-- TASK STATEMENT --
Reproduce exactly, and only, the lines running from the start of the entries below to the line containing "use crate::model::Hotspot;".
── EXERCISE INPUTS
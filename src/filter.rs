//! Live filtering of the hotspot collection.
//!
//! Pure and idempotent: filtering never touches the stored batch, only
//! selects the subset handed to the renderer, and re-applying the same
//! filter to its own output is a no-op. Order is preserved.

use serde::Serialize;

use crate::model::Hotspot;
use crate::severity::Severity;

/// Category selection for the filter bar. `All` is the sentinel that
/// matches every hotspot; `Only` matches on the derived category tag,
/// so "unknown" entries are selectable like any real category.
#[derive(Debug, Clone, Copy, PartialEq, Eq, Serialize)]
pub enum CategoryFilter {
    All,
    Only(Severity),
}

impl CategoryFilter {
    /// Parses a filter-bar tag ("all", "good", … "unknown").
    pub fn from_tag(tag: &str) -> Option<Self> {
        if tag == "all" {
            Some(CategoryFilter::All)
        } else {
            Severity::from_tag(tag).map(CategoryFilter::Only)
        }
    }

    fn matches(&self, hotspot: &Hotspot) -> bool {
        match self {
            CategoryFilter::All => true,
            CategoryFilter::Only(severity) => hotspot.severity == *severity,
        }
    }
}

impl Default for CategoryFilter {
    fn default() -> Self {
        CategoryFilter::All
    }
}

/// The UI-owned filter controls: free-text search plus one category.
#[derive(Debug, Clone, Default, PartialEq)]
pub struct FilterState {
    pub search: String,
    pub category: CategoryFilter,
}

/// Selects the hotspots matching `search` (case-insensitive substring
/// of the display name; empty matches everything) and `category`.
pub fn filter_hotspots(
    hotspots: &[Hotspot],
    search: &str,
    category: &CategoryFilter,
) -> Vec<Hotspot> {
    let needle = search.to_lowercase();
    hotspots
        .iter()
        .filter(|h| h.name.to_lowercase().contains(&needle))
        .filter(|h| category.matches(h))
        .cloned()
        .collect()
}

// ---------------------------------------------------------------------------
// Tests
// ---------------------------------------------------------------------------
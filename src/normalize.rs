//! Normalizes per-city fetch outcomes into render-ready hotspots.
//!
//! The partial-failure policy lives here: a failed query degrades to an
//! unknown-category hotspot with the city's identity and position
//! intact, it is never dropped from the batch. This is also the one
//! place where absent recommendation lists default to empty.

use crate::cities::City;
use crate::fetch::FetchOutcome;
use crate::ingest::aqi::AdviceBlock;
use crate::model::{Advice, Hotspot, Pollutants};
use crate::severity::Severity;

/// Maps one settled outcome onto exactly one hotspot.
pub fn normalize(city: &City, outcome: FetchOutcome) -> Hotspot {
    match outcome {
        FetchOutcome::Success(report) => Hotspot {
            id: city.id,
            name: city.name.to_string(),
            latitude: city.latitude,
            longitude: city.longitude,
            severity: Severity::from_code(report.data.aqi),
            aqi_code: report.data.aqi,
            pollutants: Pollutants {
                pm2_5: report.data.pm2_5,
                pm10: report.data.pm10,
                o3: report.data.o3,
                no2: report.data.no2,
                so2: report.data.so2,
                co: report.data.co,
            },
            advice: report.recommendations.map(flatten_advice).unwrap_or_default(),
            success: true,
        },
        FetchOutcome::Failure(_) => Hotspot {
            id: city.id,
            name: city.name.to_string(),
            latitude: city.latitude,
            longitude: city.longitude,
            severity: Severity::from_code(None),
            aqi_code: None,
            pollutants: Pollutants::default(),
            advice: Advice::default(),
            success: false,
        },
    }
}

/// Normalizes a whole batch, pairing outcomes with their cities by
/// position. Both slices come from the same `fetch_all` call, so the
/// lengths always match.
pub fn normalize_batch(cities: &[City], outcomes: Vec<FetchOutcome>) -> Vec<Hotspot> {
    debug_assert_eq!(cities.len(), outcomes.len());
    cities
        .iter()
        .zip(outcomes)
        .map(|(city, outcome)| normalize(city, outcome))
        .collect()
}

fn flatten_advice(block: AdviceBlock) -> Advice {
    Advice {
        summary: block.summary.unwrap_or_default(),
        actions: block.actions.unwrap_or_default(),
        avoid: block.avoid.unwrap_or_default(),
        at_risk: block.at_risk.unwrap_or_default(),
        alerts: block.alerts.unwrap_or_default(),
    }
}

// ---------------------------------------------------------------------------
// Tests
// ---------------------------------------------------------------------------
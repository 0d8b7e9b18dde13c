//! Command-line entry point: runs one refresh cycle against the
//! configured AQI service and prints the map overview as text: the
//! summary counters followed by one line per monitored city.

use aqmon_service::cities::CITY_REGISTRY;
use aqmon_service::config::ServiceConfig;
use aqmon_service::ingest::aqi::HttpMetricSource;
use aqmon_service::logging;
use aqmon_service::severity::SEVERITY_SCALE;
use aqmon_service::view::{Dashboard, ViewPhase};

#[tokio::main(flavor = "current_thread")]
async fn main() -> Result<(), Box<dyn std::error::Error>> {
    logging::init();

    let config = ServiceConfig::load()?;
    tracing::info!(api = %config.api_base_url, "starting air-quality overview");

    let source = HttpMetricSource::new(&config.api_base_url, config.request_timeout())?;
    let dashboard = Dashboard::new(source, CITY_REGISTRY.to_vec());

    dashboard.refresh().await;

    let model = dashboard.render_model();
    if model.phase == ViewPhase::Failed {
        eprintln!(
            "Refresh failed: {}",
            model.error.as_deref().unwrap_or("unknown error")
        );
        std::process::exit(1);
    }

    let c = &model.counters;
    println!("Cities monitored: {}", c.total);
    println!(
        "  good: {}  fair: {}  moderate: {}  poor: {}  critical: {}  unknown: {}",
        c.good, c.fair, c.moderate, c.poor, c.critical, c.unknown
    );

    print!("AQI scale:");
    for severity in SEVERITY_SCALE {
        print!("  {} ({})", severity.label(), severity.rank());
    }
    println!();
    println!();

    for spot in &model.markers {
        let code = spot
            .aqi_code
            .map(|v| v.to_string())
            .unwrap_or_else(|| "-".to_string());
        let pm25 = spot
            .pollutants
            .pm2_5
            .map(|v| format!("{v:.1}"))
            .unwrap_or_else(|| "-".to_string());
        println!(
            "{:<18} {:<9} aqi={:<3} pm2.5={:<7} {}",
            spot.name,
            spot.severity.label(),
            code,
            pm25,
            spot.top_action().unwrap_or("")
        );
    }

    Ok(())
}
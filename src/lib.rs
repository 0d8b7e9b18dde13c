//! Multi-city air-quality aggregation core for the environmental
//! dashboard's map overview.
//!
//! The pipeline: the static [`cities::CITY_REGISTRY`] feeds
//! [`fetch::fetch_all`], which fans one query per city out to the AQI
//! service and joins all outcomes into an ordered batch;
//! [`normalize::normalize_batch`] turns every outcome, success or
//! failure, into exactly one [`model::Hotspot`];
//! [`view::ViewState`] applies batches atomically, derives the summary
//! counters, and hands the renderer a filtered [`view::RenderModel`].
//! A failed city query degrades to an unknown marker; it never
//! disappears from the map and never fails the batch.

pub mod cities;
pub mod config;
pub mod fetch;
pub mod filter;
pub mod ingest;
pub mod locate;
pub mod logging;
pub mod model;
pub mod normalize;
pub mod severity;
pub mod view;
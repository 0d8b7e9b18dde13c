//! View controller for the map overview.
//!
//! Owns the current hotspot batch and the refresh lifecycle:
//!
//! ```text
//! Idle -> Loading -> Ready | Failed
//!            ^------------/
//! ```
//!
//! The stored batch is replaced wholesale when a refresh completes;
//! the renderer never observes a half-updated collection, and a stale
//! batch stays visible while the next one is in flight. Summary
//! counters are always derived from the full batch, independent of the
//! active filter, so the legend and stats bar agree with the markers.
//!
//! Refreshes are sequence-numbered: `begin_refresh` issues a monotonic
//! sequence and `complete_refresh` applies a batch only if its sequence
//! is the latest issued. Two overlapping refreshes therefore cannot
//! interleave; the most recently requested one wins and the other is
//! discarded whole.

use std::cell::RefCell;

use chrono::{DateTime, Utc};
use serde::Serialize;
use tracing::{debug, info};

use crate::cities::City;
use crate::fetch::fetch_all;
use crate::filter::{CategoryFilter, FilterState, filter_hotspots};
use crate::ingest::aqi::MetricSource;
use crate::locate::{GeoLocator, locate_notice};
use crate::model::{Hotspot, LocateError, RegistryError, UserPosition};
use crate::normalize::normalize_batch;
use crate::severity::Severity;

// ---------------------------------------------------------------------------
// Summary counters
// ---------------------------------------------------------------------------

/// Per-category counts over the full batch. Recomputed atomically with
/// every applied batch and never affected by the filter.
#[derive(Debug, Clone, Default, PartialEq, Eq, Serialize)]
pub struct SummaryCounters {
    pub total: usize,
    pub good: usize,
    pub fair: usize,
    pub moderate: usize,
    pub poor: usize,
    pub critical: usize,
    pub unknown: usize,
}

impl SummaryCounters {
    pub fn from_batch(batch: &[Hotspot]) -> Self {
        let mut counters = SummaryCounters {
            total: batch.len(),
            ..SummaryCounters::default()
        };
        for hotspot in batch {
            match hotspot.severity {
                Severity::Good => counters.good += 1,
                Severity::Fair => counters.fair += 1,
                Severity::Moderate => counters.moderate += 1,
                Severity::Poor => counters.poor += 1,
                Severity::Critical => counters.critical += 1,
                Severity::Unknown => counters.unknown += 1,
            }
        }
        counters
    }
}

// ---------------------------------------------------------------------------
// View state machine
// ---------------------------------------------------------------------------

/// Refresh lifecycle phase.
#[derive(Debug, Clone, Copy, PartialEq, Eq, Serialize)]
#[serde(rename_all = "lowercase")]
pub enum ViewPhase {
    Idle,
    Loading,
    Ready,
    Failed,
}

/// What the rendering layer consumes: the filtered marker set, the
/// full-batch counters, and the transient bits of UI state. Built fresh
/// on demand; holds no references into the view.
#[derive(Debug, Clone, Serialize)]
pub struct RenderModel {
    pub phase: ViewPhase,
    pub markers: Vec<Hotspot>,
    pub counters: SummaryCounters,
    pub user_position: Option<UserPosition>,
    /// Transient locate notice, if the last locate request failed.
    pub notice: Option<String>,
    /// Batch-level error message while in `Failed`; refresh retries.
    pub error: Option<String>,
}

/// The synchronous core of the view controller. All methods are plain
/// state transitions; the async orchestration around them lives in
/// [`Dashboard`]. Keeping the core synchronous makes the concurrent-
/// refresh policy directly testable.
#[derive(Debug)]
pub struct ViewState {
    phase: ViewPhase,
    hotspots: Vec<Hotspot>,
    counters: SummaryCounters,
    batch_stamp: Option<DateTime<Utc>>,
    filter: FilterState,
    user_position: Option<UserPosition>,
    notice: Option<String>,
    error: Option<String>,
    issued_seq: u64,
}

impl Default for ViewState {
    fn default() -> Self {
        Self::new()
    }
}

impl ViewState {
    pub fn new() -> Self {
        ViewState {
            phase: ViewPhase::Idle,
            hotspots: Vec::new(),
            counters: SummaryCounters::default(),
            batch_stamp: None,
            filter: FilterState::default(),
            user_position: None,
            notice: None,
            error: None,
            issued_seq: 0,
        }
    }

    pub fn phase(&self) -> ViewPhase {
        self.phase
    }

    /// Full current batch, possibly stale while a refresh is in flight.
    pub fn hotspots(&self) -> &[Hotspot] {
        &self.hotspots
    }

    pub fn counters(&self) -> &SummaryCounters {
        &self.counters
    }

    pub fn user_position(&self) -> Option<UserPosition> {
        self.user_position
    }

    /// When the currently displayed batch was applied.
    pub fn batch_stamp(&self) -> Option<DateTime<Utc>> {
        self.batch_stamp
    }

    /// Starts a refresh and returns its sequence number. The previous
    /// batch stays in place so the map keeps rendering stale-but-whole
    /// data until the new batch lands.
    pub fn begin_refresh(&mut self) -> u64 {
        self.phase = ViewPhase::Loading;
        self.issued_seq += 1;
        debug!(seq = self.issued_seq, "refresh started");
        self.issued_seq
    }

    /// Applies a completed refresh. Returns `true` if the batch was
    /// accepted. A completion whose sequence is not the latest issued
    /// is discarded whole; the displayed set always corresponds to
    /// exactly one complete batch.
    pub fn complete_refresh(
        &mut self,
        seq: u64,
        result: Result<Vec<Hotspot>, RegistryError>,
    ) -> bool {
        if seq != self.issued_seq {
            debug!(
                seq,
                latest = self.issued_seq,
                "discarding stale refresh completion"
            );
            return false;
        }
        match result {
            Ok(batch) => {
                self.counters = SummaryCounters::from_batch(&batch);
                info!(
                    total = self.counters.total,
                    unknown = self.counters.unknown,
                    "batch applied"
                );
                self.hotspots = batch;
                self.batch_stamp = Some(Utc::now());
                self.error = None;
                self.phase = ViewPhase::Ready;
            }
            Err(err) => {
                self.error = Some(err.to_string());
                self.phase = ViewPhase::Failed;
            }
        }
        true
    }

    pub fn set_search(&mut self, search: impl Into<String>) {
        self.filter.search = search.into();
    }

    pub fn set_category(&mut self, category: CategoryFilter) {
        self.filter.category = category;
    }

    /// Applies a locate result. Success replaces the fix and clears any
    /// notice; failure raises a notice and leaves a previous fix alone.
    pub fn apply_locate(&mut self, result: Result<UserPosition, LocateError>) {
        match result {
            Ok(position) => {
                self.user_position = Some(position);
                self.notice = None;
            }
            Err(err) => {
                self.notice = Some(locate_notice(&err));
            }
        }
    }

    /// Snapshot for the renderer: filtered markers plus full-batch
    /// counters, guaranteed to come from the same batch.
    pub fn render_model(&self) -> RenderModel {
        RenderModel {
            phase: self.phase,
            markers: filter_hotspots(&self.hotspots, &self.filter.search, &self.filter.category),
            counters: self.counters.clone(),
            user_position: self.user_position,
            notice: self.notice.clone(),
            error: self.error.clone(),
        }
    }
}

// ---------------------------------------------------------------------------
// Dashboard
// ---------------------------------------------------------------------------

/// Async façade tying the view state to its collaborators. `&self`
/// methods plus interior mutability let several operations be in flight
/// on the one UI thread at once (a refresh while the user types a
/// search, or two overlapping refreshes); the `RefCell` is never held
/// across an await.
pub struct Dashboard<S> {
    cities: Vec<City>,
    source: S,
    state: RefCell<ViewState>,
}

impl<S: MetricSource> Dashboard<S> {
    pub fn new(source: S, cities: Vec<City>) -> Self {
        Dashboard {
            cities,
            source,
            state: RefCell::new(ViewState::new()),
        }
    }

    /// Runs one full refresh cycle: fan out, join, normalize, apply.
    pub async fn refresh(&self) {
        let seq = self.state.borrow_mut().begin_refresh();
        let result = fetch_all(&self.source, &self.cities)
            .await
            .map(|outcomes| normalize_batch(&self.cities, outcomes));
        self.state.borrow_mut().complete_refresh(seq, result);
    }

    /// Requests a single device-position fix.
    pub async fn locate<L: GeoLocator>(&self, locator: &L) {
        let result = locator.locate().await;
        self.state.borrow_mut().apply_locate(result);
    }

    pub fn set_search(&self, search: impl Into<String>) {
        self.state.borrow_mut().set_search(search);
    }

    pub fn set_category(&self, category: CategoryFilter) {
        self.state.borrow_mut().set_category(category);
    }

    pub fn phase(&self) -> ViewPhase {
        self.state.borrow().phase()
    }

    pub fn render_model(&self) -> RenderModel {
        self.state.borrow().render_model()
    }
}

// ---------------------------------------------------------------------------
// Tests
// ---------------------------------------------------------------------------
────
-- WRITTEN REPLY --
filename src/filter.rs
//! Live filtering of the hotspot collection.
//!
//! Pure and idempotent: filtering never touches the stored batch, only
//! selects the subset handed to the renderer, and re-applying the same
//! filter to its own output is a no-op. Order is preserved.

use serde::Serialize;

use crate::model::Hotspot;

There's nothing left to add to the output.